Misleading claims which reveal the report’s politicized agenda include:

  • The report cites the ICJ advisory opinion on the Separation barrier as though it were a legally binding ruling – despite its discredited nature.
  • The report’s extensive discussion of the impact of checkpoints and “the Wall” on Palestinians is contrasted with only one mention of Israel’s need to protect is citizens. In a farcical contortion, the report admits that the “number or Israeli deaths from terrorism has decreased from a peak in 2002,” while claiming that “we are not in a position to attribute causes to the decrease.”

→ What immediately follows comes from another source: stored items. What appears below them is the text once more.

use log::debug;

use ast::LookupError;
use ir::{Exp, FreeVars, Normalize, RewriteBudget};

use crate::ast2ir::ctors::synthesize_ctor;
use crate::ast2ir::ctx::{Ctx, ExprTag};
use crate::ast2ir::pats::convert_pattern;
use crate::result::BackendError;

// Compiler
//
//

/// Converts typed expressions into normalized, tagged IR.
///
/// Top-level bindings are memoized by `(package, name)`, so a binding is
/// converted once no matter how often it is referenced. The memo is only
/// ever grown and lives as long as the processing of one package map.
pub struct Compiler<'a> {
    map: &'a ast::PackageMap,
    memo: ast::HashMap<(ast::PackageName, ast::Ident), ExprTag>,
    rewrite_budget: usize,
}

impl<'a> Compiler<'a> {
    pub fn new(map: &'a ast::PackageMap, rewrite_budget: usize) -> Self {
        Compiler { map, memo: ast::HashMap::default(), rewrite_budget }
    }

    /// Convert and normalize one top-level binding.
    ///
    /// Every binding gets a fresh rewrite budget: a binding referencing many
    /// earlier ones must not starve because of their reduction work.
    pub fn convert_let(
        &mut self,
        pack: &ast::Package,
        decl: &ast::LetDecl,
    ) -> Result<ExprTag, BackendError> {
        let key = (pack.name.clone(), decl.name.clone());
        if let Some(tag) = self.memo.get(&key) {
            return Ok(tag.clone());
        }
        debug!("converting {}::{}", pack.name, decl.name);
        let mut budget = RewriteBudget::new(self.rewrite_budget);
        let mut ctx = Ctx::default();
        let tag = match decl.rec {
            ast::RecursionKind::NonRecursive => {
                self.convert_exp(pack, &ctx, &decl.body, &mut budget)?
            }
            ast::RecursionKind::Recursive => {
                ctx.bind(decl.name.clone());
                let body = self.convert_exp(pack, &ctx, &decl.body, &mut budget)?;
                self.fix(body, &mut budget)?
            }
        };
        debug_assert!(tag.ir.var_set().is_empty(), "top-level binding translated to an open term");
        self.memo.insert(key, tag.clone());
        Ok(tag)
    }

    /// Close over a translation whose index `0` is its own recursive
    /// reference.
    fn fix(&self, body: ExprTag, budget: &mut RewriteBudget) -> Result<ExprTag, BackendError> {
        let raw = Exp::Recursion(ir::Recursion { inner: Box::new(Exp::lambda(body.ir.clone())) });
        let ir = raw.normalize(budget)?;
        Ok(ExprTag::with_children(ir, [&body]))
    }

    fn convert_exp(
        &mut self,
        pack: &ast::Package,
        ctx: &Ctx,
        exp: &ast::Exp,
        budget: &mut RewriteBudget,
    ) -> Result<ExprTag, BackendError> {
        match exp {
            ast::Exp::Variable(var) => self.convert_variable(pack, ctx, var),
            ast::Exp::Global(global) => self.convert_global(pack, global),
            ast::Exp::Lambda(lambda) => {
                let mut inner = ctx.clone();
                inner.bind(lambda.param.clone());
                let body = self.convert_exp(pack, &inner, &lambda.body, budget)?;
                debug_assert!(
                    body.ir.max_lambda_var().is_none_or(|max| max < inner.depth() as i64),
                    "lambda body references a binder outside its scope"
                );
                let ir = Exp::lambda(body.ir.clone()).normalize(budget)?;
                Ok(ExprTag::with_children(ir, [&body]))
            }
            ast::Exp::App(app) => {
                let fun = self.convert_exp(pack, ctx, &app.fun, budget)?;
                let arg = self.convert_exp(pack, ctx, &app.arg, budget)?;
                let ir = Exp::app(fun.ir.clone(), arg.ir.clone()).normalize(budget)?;
                Ok(ExprTag::with_children(ir, [&fun, &arg]))
            }
            ast::Exp::Let(l) => match l.rec {
                ast::RecursionKind::NonRecursive => {
                    let bound = self.convert_exp(pack, ctx, &l.bound, budget)?;
                    let mut inner = ctx.clone();
                    inner.bind_let(l.name.clone(), bound.clone());
                    let body = self.convert_exp(pack, &inner, &l.body, budget)?;
                    Ok(ExprTag::with_children(body.ir.clone(), [&bound, &body]))
                }
                ast::RecursionKind::Recursive => {
                    let mut rec_ctx = ctx.clone();
                    rec_ctx.bind(l.name.clone());
                    let bound = self.convert_exp(pack, &rec_ctx, &l.bound, budget)?;
                    let wrapped = self.fix(bound, budget)?;
                    let mut inner = ctx.clone();
                    inner.bind_let(l.name.clone(), wrapped.clone());
                    let body = self.convert_exp(pack, &inner, &l.body, budget)?;
                    Ok(ExprTag::with_children(body.ir.clone(), [&wrapped, &body]))
                }
            },
            ast::Exp::Match(m) => {
                let scrutinee = self.convert_exp(pack, ctx, &m.on_exp, budget)?;
                let mut parts = vec![scrutinee.clone()];
                let mut cases = Vec::with_capacity(m.cases.len());
                for case in &m.cases {
                    let names = case.pattern.names();
                    let pattern = convert_pattern(self.map, &names, &case.pattern)?;
                    // The first name becomes the innermost binder, so the
                    // names enter back to front.
                    let mut inner = ctx.clone();
                    for name in names.iter().rev() {
                        inner.bind(name.clone());
                    }
                    let body = self.convert_exp(pack, &inner, &case.body, budget)?;
                    let mut wrapped = body.ir.clone();
                    for _ in 0..names.len() {
                        wrapped = Exp::lambda(wrapped);
                    }
                    cases.push(ir::Case { pattern, body: wrapped });
                    parts.push(body);
                }
                let raw = Exp::Match(ir::Match { on_exp: Box::new(scrutinee.ir.clone()), cases });
                let ir = raw.normalize(budget)?;
                Ok(ExprTag::with_children(ir, parts.iter()))
            }
            ast::Exp::Literal(lit) => Ok(ExprTag::leaf(Exp::from(lit.lit.clone()))),
        }
    }

    fn convert_variable(
        &mut self,
        pack: &ast::Package,
        ctx: &Ctx,
        var: &ast::Variable,
    ) -> Result<ExprTag, BackendError> {
        if let Some(tag) = ctx.lookup(&var.name) {
            return Ok(tag.clone());
        }
        // A name that is not locally bound refers to a top-level binding of
        // the current package.
        if let Some(decl) = pack.lookup_let(&var.name) {
            return self.convert_let(pack, decl);
        }
        Err(LookupError::UndefinedVariable { name: var.name.to_string() }.into())
    }

    fn convert_global(
        &mut self,
        pack: &ast::Package,
        global: &ast::Global,
    ) -> Result<ExprTag, BackendError> {
        let map = self.map;
        let foreign = global.pack != pack.name;
        if foreign && !pack.imports_name(&global.pack, &global.name) {
            return Err(LookupError::NotImported {
                pack: global.pack.to_string(),
                name: global.name.to_string(),
            }
            .into());
        }
        match global.kind {
            // References into another package are resolved in the origin
            // package, starting from an empty environment.
            ast::GlobalKind::LetBound => {
                let origin = if foreign { map.lookup(&global.pack)? } else { pack };
                let decl = origin.lookup_let(&global.name).ok_or_else(|| {
                    LookupError::UndefinedLet {
                        pack: global.pack.to_string(),
                        name: global.name.to_string(),
                    }
                })?;
                self.convert_let(origin, decl)
            }
            ast::GlobalKind::Constructor => {
                let (data, idx) = map.lookup_ctor(&global.pack, &global.name)?;
                let arity = data.ctors[idx].arity;
                Ok(ExprTag::leaf(synthesize_ctor(idx, arity, data.family)))
            }
            ast::GlobalKind::External => {
                let origin = if foreign { map.lookup(&global.pack)? } else { pack };
                let decl = origin.lookup_external(&global.name).ok_or_else(|| {
                    LookupError::UndefinedLet {
                        pack: global.pack.to_string(),
                        name: global.name.to_string(),
                    }
                })?;
                Ok(ExprTag::leaf(Exp::ExternalVar(ir::ExternalVar {
                    pack: global.pack.clone(),
                    name: global.name.clone(),
                    typ: decl.typ.clone(),
                })))
            }
        }
    }
}
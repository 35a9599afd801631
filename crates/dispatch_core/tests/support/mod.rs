#![allow(dead_code)]

pub mod schedule;
pub mod world;
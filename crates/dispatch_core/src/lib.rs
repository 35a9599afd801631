pub mod area;
pub mod allocation;
pub mod board;
pub mod config;
pub mod dispatcher;
pub mod error;
pub mod fare;
pub mod fleet;
pub mod map;
pub mod pricing;
pub mod runner;
pub mod systems;
pub mod telemetry;

#[cfg(feature = "test-helpers")]
pub mod test_helpers;

pub use area::{Commitment, Coord, PassengerState, ServiceArea, TaxiId, TaxiSnapshot, Tick, WorldId};
pub use dispatcher::{Dispatcher, TickSummary};
pub use error::{DispatchError, DispatchResult};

  • The report promotes the NGO mantra of “collective punishment of Palestinians,” and that Gaza is still occupied, despite the lack of basis for these claim.
  • The main body of the report addresses intra-Palestinian violence, and finds “grave human rights abuses.” Yet the Executive Summary ignores this point, and focuses primarily on Israeli “obligations” and “obstacles.”

Despite these deficiencies, these claims were quoted uncritically by the International Herald Tribune, BBC News, the Irish Times, the Independent, the Guardian, and many other international media sources.